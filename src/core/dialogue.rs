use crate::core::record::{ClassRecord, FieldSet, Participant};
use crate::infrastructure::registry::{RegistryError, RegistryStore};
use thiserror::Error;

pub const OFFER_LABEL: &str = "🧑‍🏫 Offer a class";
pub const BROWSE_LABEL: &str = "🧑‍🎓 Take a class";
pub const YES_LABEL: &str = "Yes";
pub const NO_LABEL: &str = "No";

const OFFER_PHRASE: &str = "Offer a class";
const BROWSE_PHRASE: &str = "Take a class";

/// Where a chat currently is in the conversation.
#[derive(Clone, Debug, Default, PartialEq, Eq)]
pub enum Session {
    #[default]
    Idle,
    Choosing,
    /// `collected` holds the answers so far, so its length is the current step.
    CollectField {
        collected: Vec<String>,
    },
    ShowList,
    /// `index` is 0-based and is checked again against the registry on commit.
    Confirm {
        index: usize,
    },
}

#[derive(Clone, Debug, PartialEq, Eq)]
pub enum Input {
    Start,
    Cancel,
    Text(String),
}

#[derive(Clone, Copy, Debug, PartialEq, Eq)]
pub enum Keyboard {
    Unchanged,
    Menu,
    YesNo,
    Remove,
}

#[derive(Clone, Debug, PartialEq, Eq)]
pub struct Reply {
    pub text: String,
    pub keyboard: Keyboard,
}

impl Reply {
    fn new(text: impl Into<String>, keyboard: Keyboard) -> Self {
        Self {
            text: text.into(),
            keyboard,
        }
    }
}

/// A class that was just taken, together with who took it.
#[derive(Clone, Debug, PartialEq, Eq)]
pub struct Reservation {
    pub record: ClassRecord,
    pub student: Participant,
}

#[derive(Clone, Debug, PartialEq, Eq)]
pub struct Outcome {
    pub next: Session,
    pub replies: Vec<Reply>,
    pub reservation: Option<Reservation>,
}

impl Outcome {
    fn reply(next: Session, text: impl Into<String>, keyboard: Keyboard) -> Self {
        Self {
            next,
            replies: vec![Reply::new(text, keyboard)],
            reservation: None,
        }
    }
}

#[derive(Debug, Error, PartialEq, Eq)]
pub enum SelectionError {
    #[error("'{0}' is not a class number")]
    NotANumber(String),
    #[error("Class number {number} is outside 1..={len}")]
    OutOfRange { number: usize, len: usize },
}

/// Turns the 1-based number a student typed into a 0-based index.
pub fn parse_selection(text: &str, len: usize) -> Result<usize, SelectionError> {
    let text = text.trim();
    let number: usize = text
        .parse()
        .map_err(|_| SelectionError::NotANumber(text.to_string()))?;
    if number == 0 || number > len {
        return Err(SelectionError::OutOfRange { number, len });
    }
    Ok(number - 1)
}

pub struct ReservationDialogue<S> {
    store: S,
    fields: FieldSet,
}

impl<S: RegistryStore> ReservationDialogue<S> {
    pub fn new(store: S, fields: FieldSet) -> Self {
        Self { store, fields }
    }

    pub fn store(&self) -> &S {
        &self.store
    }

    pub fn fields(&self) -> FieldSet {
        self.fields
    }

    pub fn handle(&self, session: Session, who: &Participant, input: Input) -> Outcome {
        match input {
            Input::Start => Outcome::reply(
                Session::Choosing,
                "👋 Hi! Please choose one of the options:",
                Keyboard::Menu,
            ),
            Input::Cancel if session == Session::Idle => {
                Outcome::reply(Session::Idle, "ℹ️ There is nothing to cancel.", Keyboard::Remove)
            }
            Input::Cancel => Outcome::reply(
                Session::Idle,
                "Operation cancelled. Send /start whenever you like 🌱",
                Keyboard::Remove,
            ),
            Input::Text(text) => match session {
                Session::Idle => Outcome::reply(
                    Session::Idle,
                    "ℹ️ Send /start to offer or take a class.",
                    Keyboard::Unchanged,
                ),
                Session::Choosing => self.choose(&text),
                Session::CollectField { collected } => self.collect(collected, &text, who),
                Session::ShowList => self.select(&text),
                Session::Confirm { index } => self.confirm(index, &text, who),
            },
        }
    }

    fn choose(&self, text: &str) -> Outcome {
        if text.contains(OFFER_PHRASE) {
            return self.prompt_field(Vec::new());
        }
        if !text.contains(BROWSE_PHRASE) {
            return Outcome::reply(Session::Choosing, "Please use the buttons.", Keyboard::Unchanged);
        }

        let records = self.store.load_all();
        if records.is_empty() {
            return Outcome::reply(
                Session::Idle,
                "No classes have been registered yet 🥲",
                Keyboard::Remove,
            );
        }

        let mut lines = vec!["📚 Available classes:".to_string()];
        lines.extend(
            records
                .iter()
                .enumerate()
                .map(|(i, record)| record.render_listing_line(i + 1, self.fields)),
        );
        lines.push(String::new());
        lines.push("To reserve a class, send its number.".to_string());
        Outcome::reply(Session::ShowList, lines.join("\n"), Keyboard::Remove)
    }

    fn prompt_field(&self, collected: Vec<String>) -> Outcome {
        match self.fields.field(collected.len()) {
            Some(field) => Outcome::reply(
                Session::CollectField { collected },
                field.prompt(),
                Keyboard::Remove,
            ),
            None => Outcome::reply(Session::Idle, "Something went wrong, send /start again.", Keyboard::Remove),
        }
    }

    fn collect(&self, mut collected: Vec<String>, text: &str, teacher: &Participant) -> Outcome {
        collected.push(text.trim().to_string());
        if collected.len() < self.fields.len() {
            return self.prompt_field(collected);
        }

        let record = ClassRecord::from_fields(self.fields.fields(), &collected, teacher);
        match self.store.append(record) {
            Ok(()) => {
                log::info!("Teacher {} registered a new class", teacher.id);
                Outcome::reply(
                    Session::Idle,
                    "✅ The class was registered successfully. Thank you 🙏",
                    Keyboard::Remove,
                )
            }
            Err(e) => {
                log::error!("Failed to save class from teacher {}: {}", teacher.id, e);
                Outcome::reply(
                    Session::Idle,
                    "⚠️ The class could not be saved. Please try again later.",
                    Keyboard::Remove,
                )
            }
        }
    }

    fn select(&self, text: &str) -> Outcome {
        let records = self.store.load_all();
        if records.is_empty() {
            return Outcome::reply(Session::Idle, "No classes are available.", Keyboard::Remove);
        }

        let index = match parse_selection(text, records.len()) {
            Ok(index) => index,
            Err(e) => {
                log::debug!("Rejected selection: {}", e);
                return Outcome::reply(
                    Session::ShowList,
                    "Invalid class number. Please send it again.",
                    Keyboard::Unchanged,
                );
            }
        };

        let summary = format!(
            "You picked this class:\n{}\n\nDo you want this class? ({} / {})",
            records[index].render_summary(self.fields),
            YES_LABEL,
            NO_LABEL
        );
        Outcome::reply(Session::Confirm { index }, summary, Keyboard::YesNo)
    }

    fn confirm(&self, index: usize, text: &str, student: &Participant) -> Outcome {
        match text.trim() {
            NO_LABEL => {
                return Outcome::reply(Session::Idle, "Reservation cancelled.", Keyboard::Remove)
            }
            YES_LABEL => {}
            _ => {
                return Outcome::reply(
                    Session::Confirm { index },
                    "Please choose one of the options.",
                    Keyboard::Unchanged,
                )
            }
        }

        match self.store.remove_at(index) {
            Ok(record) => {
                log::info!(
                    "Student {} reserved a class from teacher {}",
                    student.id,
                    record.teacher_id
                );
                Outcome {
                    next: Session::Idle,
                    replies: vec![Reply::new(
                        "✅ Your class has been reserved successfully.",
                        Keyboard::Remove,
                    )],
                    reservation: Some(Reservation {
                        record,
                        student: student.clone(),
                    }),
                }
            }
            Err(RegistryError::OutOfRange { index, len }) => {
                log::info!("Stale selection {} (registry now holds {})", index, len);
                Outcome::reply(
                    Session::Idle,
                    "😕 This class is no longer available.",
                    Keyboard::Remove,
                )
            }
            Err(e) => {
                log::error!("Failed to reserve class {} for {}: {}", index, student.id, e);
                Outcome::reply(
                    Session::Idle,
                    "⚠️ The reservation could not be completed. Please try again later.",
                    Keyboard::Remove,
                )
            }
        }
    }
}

++++++++

▶ Task to carry out:
Using the records above, copy all lines that include the word "core".

▶ Output for this task:
filename src/core/dialogue.rs
use crate::core::record::{ClassRecord, FieldSet, Participant};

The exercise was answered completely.